High-Throughput Virtual Screening (HTVS) of Natural Compounds and Exploration of Their Biomolecular Mechanisms

Abstract High-throughput virtual screening (HTVS) methods have played a cardinal role in the development of therapeutically important natural compounds. HTVS allows scientists to rapidly perform millions of chemical, biological, pharmacological, or toxicological tests on natural compounds. These screening procedures enable the researchers to rapidly identify active natural compounds that can modulate a particular biomolecular mechanism or pathway. The screening results help to study the interaction/role of a bioactive compound in a particular biochemical process at cellular level and provide preliminary ideas for drug design development. These methods are generally classified as either ligand based or structure based.

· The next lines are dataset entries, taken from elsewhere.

//! Image generation client
//!
//! Wraps a provider with the style lock and a retry-with-backoff policy.
//! One call is one logical generation; it may issue several requests.

use crate::config::ArtpackConfig;
use crate::provider::{GenerateRequest, GenerationProvider};
use crate::style::StyleGuide;
use artpack_core::{AspectRatio, GeneratedImage, GenerationError, GenerationErrorKind};
use std::sync::Arc;
use std::time::Duration;

pub const DEFAULT_MAX_RETRIES: u32 = 3;

/// Which failures are retried, how often, and how long to wait in between
#[derive(Debug, Clone, Copy, PartialEq, Eq)]
pub struct RetryPolicy {
    pub max_retries: u32,
    /// Delay before retry `n` is `base_delay * 2^n`
    pub base_delay: Duration,
    /// Treat an answer without an image as a transient fault
    pub retry_empty_responses: bool,
}

impl Default for RetryPolicy {
    fn default() -> Self {
        Self {
            max_retries: DEFAULT_MAX_RETRIES,
            base_delay: Duration::from_secs(1),
            retry_empty_responses: true,
        }
    }
}

impl RetryPolicy {
    pub fn from_config(config: &ArtpackConfig) -> Self {
        Self {
            max_retries: config.generation.max_retries,
            base_delay: config.backoff_base(),
            retry_empty_responses: config.generation.retry_empty_responses,
        }
    }

    /// Backoff before retry `attempt` (1-based): 2s, 4s, 8s with a 1s base
    pub fn delay_for(&self, attempt: u32) -> Duration {
        self.base_delay
            .saturating_mul(2u32.saturating_pow(attempt.min(16)))
    }

    pub fn is_retryable(&self, kind: GenerationErrorKind) -> bool {
        match kind {
            GenerationErrorKind::RateLimited | GenerationErrorKind::ServerError => true,
            GenerationErrorKind::NoImageReturned => self.retry_empty_responses,
            GenerationErrorKind::InvalidCredential | GenerationErrorKind::Unknown => false,
        }
    }
}

/// Style-locked, retrying front for a single provider
pub struct ImageClient {
    provider: Arc<dyn GenerationProvider>,
    style: StyleGuide,
    policy: RetryPolicy,
}

impl ImageClient {
    pub fn new(provider: Arc<dyn GenerationProvider>, style: StyleGuide, policy: RetryPolicy) -> Self {
        Self {
            provider,
            style,
            policy,
        }
    }

    pub fn provider_name(&self) -> &str {
        self.provider.name()
    }

    /// The exact prompt sent for a given asset prompt
    pub fn build_prompt(&self, prompt: &str) -> String {
        self.style.enrich_prompt(prompt)
    }

    /// Generate with the configured retry ceiling
    pub async fn generate(
        &self,
        prompt: &str,
        aspect_ratio: AspectRatio,
    ) -> Result<GeneratedImage, GenerationError> {
        self.generate_with_retries(prompt, aspect_ratio, self.policy.max_retries)
            .await
    }

    /// Generate, retrying transient failures up to `max_retries` times
    pub async fn generate_with_retries(
        &self,
        prompt: &str,
        aspect_ratio: AspectRatio,
        max_retries: u32,
    ) -> Result<GeneratedImage, GenerationError> {
        let request = GenerateRequest {
            prompt: self.build_prompt(prompt),
            aspect_ratio,
        };

        let mut attempt: u32 = 0;
        loop {
            match self.provider.request_image(&request).await {
                Ok(image) => return Ok(image),
                Err(err) => {
                    attempt += 1;
                    if self.policy.is_retryable(err.kind) && attempt <= max_retries {
                        let delay = self.policy.delay_for(attempt);
                        tracing::warn!(
                            provider = self.provider.name(),
                            attempt,
                            kind = %err.kind,
                            delay_ms = delay.as_millis() as u64,
                            "generation attempt failed ({}), retrying",
                            err
                        );
                        tokio::time::sleep(delay).await;
                        continue;
                    }
                    tracing::error!(
                        provider = self.provider.name(),
                        attempt,
                        kind = %err.kind,
                        "image generation final failure: {}",
                        err
                    );
                    return Err(err);
                }
            }
        }
    }
}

Structure-based methods are in principle analogous to high-throughput screening where the information of both biomolecular target and ligand structure is essential. Structure-based approaches include docking, simulations, dynamics, and ligand design methods. Ligand-based methods use only ligand information for predicting activity depending on its similarity/dissimilarity to previously known active ligands. Here, we discuss the widely used techniques, tools, and databases for virtual screening of natural compounds. Finally, computational methods for absorption, distribution, metabolism, excretion - and toxicity (ADMET) prediction are discussed.